Chroniques de la descente de lit :

+2 chewing-gums
+1 mégot de cigarette (encore de ces gauloises qui enfument l’atmosphère !)
+15 litres d’eau (au minimum. Je dégoutte de partout.)
+1 pschitt de parfum outrageusement provocant (non mais je suis quoi, moi ? Une midinette ?)
+ un demi verre de coca qui m’agglutine les poils
+ 0 nouveau locataire (ouf.)

C’est toujours comme ça le dimanche matin : c’est le bilan de la semaine. Hier soir une femme est venue, j’en mettrai mes poils à raser que c’était une prostituée. A fumer comme un pompier, mâcher du chewing-gum en regardant des émissions de variétés, et A ME PRENDRE POUR UN TAPIS DE BAIN !
Non mais à quoi je ressemble, maintenant ? On dirait un chat persan passé au jet d’eau.
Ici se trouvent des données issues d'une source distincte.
//! CLI error types with miette diagnostics.
//!
//! Maps `CoreError` and `ConfigError` variants into user-facing errors
//! with actionable help text and distinct exit codes.

use miette::Diagnostic;
use thiserror::Error;

use webdash_config::ConfigError;
use webdash_core::CoreError;

pub mod exit_code {
    pub const GENERAL: i32 = 1;
    pub const USAGE: i32 = 2;
    pub const AUTH: i32 = 3;
    pub const NOT_FOUND: i32 = 4;
    pub const PERMISSION: i32 = 5;
    pub const CONNECTION: i32 = 7;
}

#[derive(Debug, Error, Diagnostic)]
pub enum CliError {
    // ── Connection ───────────────────────────────────────────────────
    #[error("Could not reach the dashboard backend")]
    #[diagnostic(
        code(webdash::connection_failed),
        help(
            "{message}\n\
             Check the profile's api_url, or pass --insecure (-k) for a self-signed backend."
        )
    )]
    ConnectionFailed { message: String },

    // ── Authentication ───────────────────────────────────────────────
    #[error("{message}")]
    #[diagnostic(
        code(webdash::auth_failed),
        help("Check the email and password, or store the password with: webdash config set-password")
    )]
    AuthFailed { message: String },

    #[error("Not logged in")]
    #[diagnostic(
        code(webdash::not_logged_in),
        help("Run: webdash login\nThe guard would redirect to {redirect}")
    )]
    NotLoggedIn { redirect: String },

    #[error("Session expired")]
    #[diagnostic(code(webdash::session_expired), help("The stored session was cleared. Run: webdash login"))]
    SessionExpired,

    #[error("No password configured for profile '{profile}'")]
    #[diagnostic(
        code(webdash::no_credentials),
        help(
            "Store one with: webdash config set-password\n\
             Or set WEBDASH_PASSWORD."
        )
    )]
    NoCredentials { profile: String },

    // ── Resources ────────────────────────────────────────────────────
    #[error("{resource_type} '{identifier}' not found")]
    #[diagnostic(
        code(webdash::not_found),
        help("Run: webdash {list_command} to see available records")
    )]
    NotFound {
        resource_type: String,
        identifier: String,
        list_command: String,
    },

    // ── API ──────────────────────────────────────────────────────────
    #[error("{message}")]
    #[diagnostic(code(webdash::api_error))]
    ApiError { message: String, status: Option<u16> },

    // ── Validation ───────────────────────────────────────────────────
    #[error("Invalid value for {field}: {reason}")]
    #[diagnostic(code(webdash::validation))]
    Validation { field: String, reason: String },

    // ── Configuration ────────────────────────────────────────────────
    #[error("Profile '{name}' not found in configuration")]
    #[diagnostic(
        code(webdash::profile_not_found),
        help(
            "Available profiles: {available}\n\
             Create one with: webdash config init"
        )
    )]
    ProfileNotFound { name: String, available: String },

    #[error("{message}")]
    #[diagnostic(code(webdash::config))]
    Config { message: String },

    #[error("Session storage error: {message}")]
    #[diagnostic(
        code(webdash::storage),
        help("Remove the profile's session directory and log in again.")
    )]
    Storage { message: String },

    // ── Interactive ──────────────────────────────────────────────────
    #[error("Prompt failed: {message}")]
    #[diagnostic(
        code(webdash::prompt),
        help("Pass the value as a flag, or --yes (-y) to skip confirmation.")
    )]
    Prompt { message: String },

    /// Already reported on stdout/stderr; only the exit code remains.
    #[error("exit status {0}")]
    Reported(i32),

    // ── IO / Serialization ────────────────────────────────────────────
    #[error(transparent)]
    Io(#[from] std::io::Error),
}

impl CliError {
    pub fn exit_code(&self) -> i32 {
        match self {
            Self::ConnectionFailed { .. } => exit_code::CONNECTION,
            Self::AuthFailed { .. }
            | Self::NotLoggedIn { .. }
            | Self::SessionExpired
            | Self::NoCredentials { .. } => exit_code::AUTH,
            Self::NotFound { .. } | Self::ApiError { status: Some(404), .. } => exit_code::NOT_FOUND,
            Self::ApiError { status: Some(403), .. } => exit_code::PERMISSION,
            Self::Validation { .. } | Self::Prompt { .. } => exit_code::USAGE,
            Self::Reported(code) => *code,
            _ => exit_code::GENERAL,
        }
    }
}

// ── CoreError → CliError mapping ─────────────────────────────────────

impl From<CoreError> for CliError {
    fn from(err: CoreError) -> Self {
        match err {
            CoreError::Validation(errors) => CliError::Validation {
                field: errors
                    .iter()
                    .map(|e| e.field)
                    .collect::<Vec<_>>()
                    .join(", "),
                reason: errors
                    .iter()
                    .map(|e| e.message.as_str())
                    .collect::<Vec<_>>()
                    .join("; "),
            },

            CoreError::AuthenticationFailed { message } => CliError::AuthFailed { message },

            CoreError::SessionExpired => CliError::SessionExpired,

            CoreError::NotAuthenticated => CliError::NotLoggedIn {
                redirect: webdash_core::guard::LOGIN_PATH.into(),
            },

            CoreError::Api { message, status } => CliError::ApiError { message, status },

            CoreError::Network { message } => CliError::ConnectionFailed { message },

            CoreError::NotFound { entity, identifier } => CliError::NotFound {
                list_command: format!("{} list", list_command_for(&entity)),
                resource_type: entity,
                identifier,
            },

            CoreError::Storage(e) => CliError::Storage {
                message: e.to_string(),
            },

            CoreError::Config { message } => CliError::Config { message },

            other @ (CoreError::NoDialog(_) | CoreError::Unsupported(_)) => CliError::Config {
                message: other.to_string(),
            },
        }
    }
}

pub(crate) fn list_command_for(entity: &str) -> &'static str {
    match entity {
        "User" => "users",
        "Role" => "roles",
        "Permission" => "permissions",
        "Project" => "projects",
        "SEO page" => "seo",
        _ => "contacts",
    }
}

// ── ConfigError → CliError mapping ───────────────────────────────────

impl From<ConfigError> for CliError {
    fn from(err: ConfigError) -> Self {
        match err {
            ConfigError::NoCredentials { profile } => CliError::NoCredentials { profile },
            ConfigError::Validation { field, reason } => CliError::Validation { field, reason },
            ConfigError::Io(e) => CliError::Io(e),
            other => CliError::Config {
                message: other.to_string(),
            },
        }
    }
}
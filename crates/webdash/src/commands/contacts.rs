//! Contact inbox command handlers (read-only).

use tabled::Tabled;
use webdash_api::ContactMessage;
use webdash_core::Dashboard;
use webdash_core::crud::ContactMessages;

use crate::cli::{ContactsArgs, ContactsCommand, GlobalOpts};
use crate::error::CliError;
use crate::output;

use super::util;

const PREVIEW_LEN: usize = 48;

#[derive(Tabled)]
struct ContactRow {
    #[tabled(rename = "ID")]
    id: u64,
    #[tabled(rename = "From")]
    from: String,
    #[tabled(rename = "Email")]
    email: String,
    #[tabled(rename = "Subject")]
    subject: String,
    #[tabled(rename = "Message")]
    preview: String,
    #[tabled(rename = "Received")]
    received: String,
}

fn preview(message: &str) -> String {
    let flat = message.split_whitespace().collect::<Vec<_>>().join(" ");
    if flat.chars().count() > PREVIEW_LEN {
        let cut: String = flat.chars().take(PREVIEW_LEN).collect();
        format!("{cut}…")
    } else {
        flat
    }
}

impl From<&ContactMessage> for ContactRow {
    fn from(c: &ContactMessage) -> Self {
        Self {
            id: c.id,
            from: c.full_name(),
            email: c.email_address.clone(),
            subject: c.subject.clone().unwrap_or_default(),
            preview: preview(&c.message),
            received: c.created_at.clone(),
        }
    }
}

fn detail(c: &ContactMessage) -> String {
    let header = output::detail(&[
        ("ID", c.id.to_string()),
        ("From", c.full_name()),
        ("Email", c.email_address.clone()),
        ("Phone", c.phone_number.clone()),
        ("Company", c.company.clone().unwrap_or_default()),
        ("Subject", c.subject.clone().unwrap_or_default()),
        ("Received", c.created_at.clone()),
    ]);
    format!("{header}\n\n{}", c.message)
}

pub async fn handle(dash: &Dashboard, args: ContactsArgs, global: &GlobalOpts) -> Result<(), CliError> {
    let page = util::load(dash, ContactMessages, global).await?;

    match args.command {
        ContactsCommand::List(list) => {
            let messages = util::filtered(&page, &list);
            let out = output::render_list(&global.output, &messages, |x| ContactRow::from(x), |c| {
                c.email_address.clone()
            });
            output::print_output(&out, global.quiet);
        }
        ContactsCommand::Get { id } => {
            let message = util::find(&page, id)?;
            let out = output::render_single(&global.output, &message, detail, |c| c.message.clone());
            output::print_output(&out, global.quiet);
        }
    }
    Ok(())
}

#[cfg(test)]
mod tests {
    use super::*;

    #[test]
    fn preview_flattens_and_truncates() {
        assert_eq!(preview("Hi\nthere"), "Hi there");

        let long = "word ".repeat(20);
        let p = preview(&long);
        assert!(p.ends_with('…'));
        assert_eq!(p.chars().count(), PREVIEW_LEN + 1);
    }
}
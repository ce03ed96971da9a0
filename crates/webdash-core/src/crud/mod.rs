// ── Generic CRUD workflow ──
//
// Every entity screen follows one shape: fetch the list, open a
// create/edit/delete dialog, validate, submit, refetch, toast. The shape
// lives in `CrudPage<R>`; each entity only supplies a `Resource` adapter
// naming its endpoints, form draft and validation rules.

use std::fmt::Debug;
use std::future::Future;

use webdash_api::{Acknowledgement, ApiClient, Error as ApiError};

use crate::validate::ValidationErrors;

mod contacts;
mod page;
mod permissions;
mod projects;
mod roles;
mod seo;
mod users;

pub use contacts::ContactMessages;
pub use page::{CrudPage, Dialog, PageState, Phase};
pub use permissions::{PermissionDraft, Permissions};
pub use projects::Projects;
pub use roles::{RoleDraft, Roles};
pub use seo::SeoPages;
pub use users::{UserDraft, Users};

/// Whether a draft is being validated for creation or for an edit.
#[derive(Debug, Clone, Copy, PartialEq, Eq)]
pub enum FormMode {
    Create,
    Edit,
}

/// A listable backend collection.
pub trait Resource: Send + Sync + 'static {
    type Record: Clone + Debug + Send + Sync + 'static;
    /// Form state for create/edit. `()` for read-only resources.
    type Draft: Clone + Debug + Default + Send + Sync + 'static;

    /// Singular display name, e.g. `"Project"`.
    const ENTITY: &'static str;
    /// Plural lowercase name, e.g. `"projects"`.
    const PLURAL: &'static str;
    /// Dashboard path of the screen showing this collection.
    const ROUTE: &'static str;

    fn id(record: &Self::Record) -> u64;

    /// Fields the search box matches against.
    fn search_fields(record: &Self::Record) -> Vec<&str>;

    fn list(
        &self,
        api: &ApiClient,
    ) -> impl Future<Output = Result<Vec<Self::Record>, ApiError>> + Send;

    /// Case-insensitive substring match over [`search_fields`](Self::search_fields).
    fn matches(record: &Self::Record, needle: &str) -> bool {
        let needle = needle.trim().to_lowercase();
        needle.is_empty()
            || Self::search_fields(record)
                .iter()
                .any(|field| field.to_lowercase().contains(&needle))
    }
}

/// A collection the dashboard can create, edit and delete in.
pub trait MutableResource: Resource {
    /// Seed an edit form with a record's current values.
    fn draft_from(record: &Self::Record) -> Self::Draft;

    fn validate(draft: &Self::Draft, mode: FormMode) -> Result<(), ValidationErrors>;

    fn create(
        &self,
        api: &ApiClient,
        draft: &Self::Draft,
    ) -> impl Future<Output = Result<Acknowledgement, ApiError>> + Send;

    fn update(
        &self,
        api: &ApiClient,
        id: u64,
        draft: &Self::Draft,
    ) -> impl Future<Output = Result<Acknowledgement, ApiError>> + Send;

    fn delete(
        &self,
        api: &ApiClient,
        id: u64,
    ) -> impl Future<Output = Result<Acknowledgement, ApiError>> + Send;
}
Et puis en plus elle a du vernis sur ses ongles de pied, du rouge ! Heureusement qu’elle est partie à huit heures, celle-là.

Ah, c’est l’heure du nettoyage !

− 1 Chewing-gum
−x taches et odeurs suffocantes diverses et variées
+1 délicat parfum de « forêt et senteurs boisées »
−le mégot
+ de la mousse de lavage qui va encore sécher et me faire les poils tous raides.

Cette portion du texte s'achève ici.